日本選手権連覇を狙うロコ・ソラーレ。写真は昨年9月のアドヴィックスカップで優勝した時のもの。photo by (C)北海道カーリング協会

 そんな彼女らが次に目指すのは、原則として日本選手権優勝チームが出場権を得る世界選手権の頂点だ。

 実は、ロコ・ソラーレは日本選手権を過去3度制しているが、意外にも世界選手権出場は日本選手権で初優勝を遂げた直後の2016年大会(カナダ・スウィフトカレント)だけ。日本選手権で2度目の優勝を果たした2020年は、新型コロナウイルス感染拡大の影響で、開幕目前にして世界選手権の中止が決定。当時、すでに現地のカナダ・プリンスジョージ入りし、大会に向けて万全の態勢を整えていたメンバーたちは落胆の色を隠さなかった。

 選手はそれぞれ、大会開催に向けて最後まで尽力していた世界カーリング連盟への感謝を口にしたのちに、「勝つ覚悟も準備もしてきただけに悲しい」とサード・吉田知那美。リードの吉田夕梨花が「勝てたかどうかはわかりませんが、最高の準備はできていた」と言えば、セカンドの鈴木夕湖も「(上位に)いけそうだったので、残念です」と、肩を落としていた。

 そして、日本選手権3度目の優勝を飾った昨年は、スケジュール面なども考慮してか、日本カーリング協会は北京五輪代表となったロコ・ソラーレとは別に、世界選手権代表を選出し、中部電力が出場している。

 そのような経緯もあり、ロコ・ソラーレの世界選手権への思い入れは強い。実際に鈴木はかつて「世界選手権は世界のトップに挑む貴重な機会なので、ライバルチームが出ていると単純に羨ましかったです」と語っている。

 さらに、世界選手権は近年、参加国が13カ国に拡大され、ラウンドロビン(総当たりの予選)だけで12試合。クオリファイ(プレーオフ進出)以降も合わせると、最大15試合を戦うことになる。チームとしてのピーキング能力や耐久力が試される五輪を超える長丁場は、真の強さが試されると言っていい。

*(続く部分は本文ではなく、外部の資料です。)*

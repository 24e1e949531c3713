/*
 * SPDX-FileCopyrightText: 2025 The webrank developers
 *
 * SPDX-License-Identifier: Apache-2.0 OR LGPL-2.1-or-later
 */

use crate::{
    ConvergenceArgs, CsvRecorder, DampingArg, GlobalArgs, GraphArgs, create_file,
    progress_logger,
};
use anyhow::{Context, Result};
use clap::{Parser, ValueEnum};
use dsi_progress_logger::ProgressLog;
use std::path::{Path, PathBuf};
use webrank_algo::harness::{Harness, Iterative};
use webrank_algo::matrix::{self, PageOrder};
use webrank_algo::rank::{EigenSolver, PowerIteration, RandomSurfer, RecursiveUpdate, SurferWalk};

/// An approximate ranking method.
#[derive(ValueEnum, Debug, Clone, Copy, PartialEq, Eq)]
pub enum Engine {
    /// Synchronous recursive updates.
    Recursive,
    /// Powers of the transition matrix.
    Matrix,
    /// A random surfer.
    Surf,
}

impl Engine {
    /// Returns the name of the CSV file of the engine.
    pub fn file_name(&self) -> &'static str {
        match self {
            Engine::Recursive => "recursive.csv",
            Engine::Matrix => "matrix.csv",
            Engine::Surf => "surf.csv",
        }
    }
}

#[derive(Parser, Debug)]
#[command(
    name = "converge",
    about = "Records the error of every iteration of the approximate PageRank methods.",
    long_about = "Generates a random graph, computes its exact PageRank and then runs the \
approximate methods until they are close to it, writing for each method a CSV file with \
an `iteration,error_norm` row per iteration."
)]
pub struct CliArgs {
    /// The directory where the CSV files will be written.
    pub output_dir: PathBuf,

    #[clap(flatten)]
    pub graph: GraphArgs,

    #[clap(flatten)]
    pub damping: DampingArg,

    #[clap(flatten)]
    pub convergence: ConvergenceArgs,

    #[arg(
        short,
        long,
        value_enum,
        value_delimiter = ',',
        default_values_t = [Engine::Recursive, Engine::Matrix]
    )]
    /// The methods to run. The random surfer (`surf`) is slow to reach small
    /// tolerances and runs only on request.
    pub engines: Vec<Engine>,
}

pub fn main(global_args: GlobalArgs, args: CliArgs) -> Result<()> {
    let damping = args.damping.check()?;
    args.convergence.check()?;

    let mut pl = progress_logger(&global_args);
    let mut rng = args.graph.rng();
    let graph = args.graph.generate(&mut rng, &mut pl)?;

    let m = matrix::build(&graph, PageOrder::identity(graph.num_nodes()), damping);
    let truth = EigenSolver::new().rank(&m)?;

    let mut harness = Harness::new(&truth);
    harness
        .tolerance(args.convergence.tolerance)
        .max_iterations(args.convergence.max_iter);

    for engine in args.engines {
        let path = args.output_dir.join(engine.file_name());
        log::info!("Running {engine:?}, recording into {}", path.display());
        match engine {
            Engine::Recursive => {
                let mut pr = RecursiveUpdate::new(&graph);
                pr.damping(damping);
                record(&mut harness, pr, engine, &path, &mut pl)?;
            }
            Engine::Matrix => {
                record(&mut harness, PowerIteration::new(&m), engine, &path, &mut pl)?
            }
            Engine::Surf => {
                let surfer = RandomSurfer::new(&graph, damping)?;
                let walk = SurferWalk::new(&surfer, rng.clone());
                record(&mut harness, walk, engine, &path, &mut pl)?;
            }
        }
    }

    Ok(())
}

/// Runs an engine in the harness, writing its convergence record to `path`.
///
/// The record is written also if the engine does not converge.
fn record(
    harness: &mut Harness,
    iterative: impl Iterative,
    engine: Engine,
    path: &Path,
    pl: &mut impl ProgressLog,
) -> Result<()> {
    let mut recorder = CsvRecorder::new(create_file(path)?)?;
    let result = harness.run_with_logging(iterative, &mut recorder, pl);
    recorder.finish()?;

    let convergence = result
        .with_context(|| format!("{engine:?} did not converge; see {}", path.display()))?;
    log::info!(
        "{engine:?} converged after {} iterations (error norm {})",
        convergence.iterations,
        convergence.error_norm
    );
    Ok(())
}

#[cfg(test)]
mod tests {
    use super::*;

    #[test]
    fn test_converge_csv() -> Result<()> {
        let dir = tempfile::tempdir()?;
        crate::cli_main([
            "webrank",
            "converge",
            dir.path().to_str().unwrap(),
            "--nodes",
            "30",
            "--max-links",
            "5",
            "--engines",
            "recursive,matrix",
        ])?;
        for engine in [Engine::Recursive, Engine::Matrix] {
            let csv = std::fs::read_to_string(dir.path().join(engine.file_name()))?;
            let mut lines = csv.lines();
            assert_eq!(lines.next(), Some(CsvRecorder::<Vec<u8>>::HEADER));
            let mut count = 0;
            for (i, line) in lines.enumerate() {
                let (iteration, error_norm) = line.split_once(',').unwrap();
                assert_eq!(iteration.parse::<usize>()?, i + 1);
                assert!(error_norm.parse::<f64>()?.is_finite());
                count += 1;
            }
            assert!(count > 0);
        }
        assert!(!dir.path().join(Engine::Surf.file_name()).exists());
        Ok(())
    }

    #[test]
    fn test_record_written_on_failure() -> Result<()> {
        let dir = tempfile::tempdir()?;
        let result = crate::cli_main([
            "webrank",
            "converge",
            dir.path().to_str().unwrap(),
            "--nodes",
            "30",
            "--max-links",
            "5",
            "--tolerance",
            "1e-9",
            "--max-iter",
            "3",
            "--engines",
            "matrix",
        ]);
        assert!(result.is_err());
        let csv = std::fs::read_to_string(dir.path().join("matrix.csv"))?;
        assert_eq!(csv.lines().count(), 4);
        Ok(())
    }
}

 だからこそ、出たい。そこで勝ちたい――ロコ・ソラーレのメンバーの思いは強い。

 また、2016年大会で彼女たちは銀メダルを獲得しているが、のちに藤澤は「そのあとの平昌五輪(銅メダル)もそうなんですけど、あの時の世界選手権の結果を(自分たちは)"まぐれ"とは思っていませんが、周囲からはどうしても『新しいチームが勢いで上がっていった』という評価がされていたと思う」と吐露したことがある。

 平昌五輪以降の戦いぶりからして、世界選手権や五輪でのメダル獲得がフロックではなかったことは証明されているが、彼女たちにとってみれば、昨季の北京五輪での銀メダルや今季のグランドスラム制覇によって、自分たちは"ニューカマー"ではなく、真の世界トップチームとしてやっと認められた、その仲間入りを果たした――そう考えているかもしれない。

 すなわち、それらの実績をいわば"手形"として、いよいよ世界の頂点に正式に挑む。どこまでもストイックでどん欲な彼女たちであれば、そう捉えていてもおかしくない。

 念願の世界選手権出場へ、そして世界の頂点へ。目標の切符を手にする日本選手権の決勝は、2月5日だ。

 もちろん勝負事なので、予断は許されない。国内トップチームも軒並み好調を維持している今季、ラクな試合など存在しないだろう。

 だが、藤澤が加入した2016年大会から、ロコ・ソラーレは出場した6大会(2018年大会は平昌五輪出場のために不出場)すべてでファイナルに進出している。

 7度目のファイナル進出を決め、4度目の日本王者に輝いた時、彼女たちは世界選手権に向けてどんな言葉でその思いを語るのだろうか。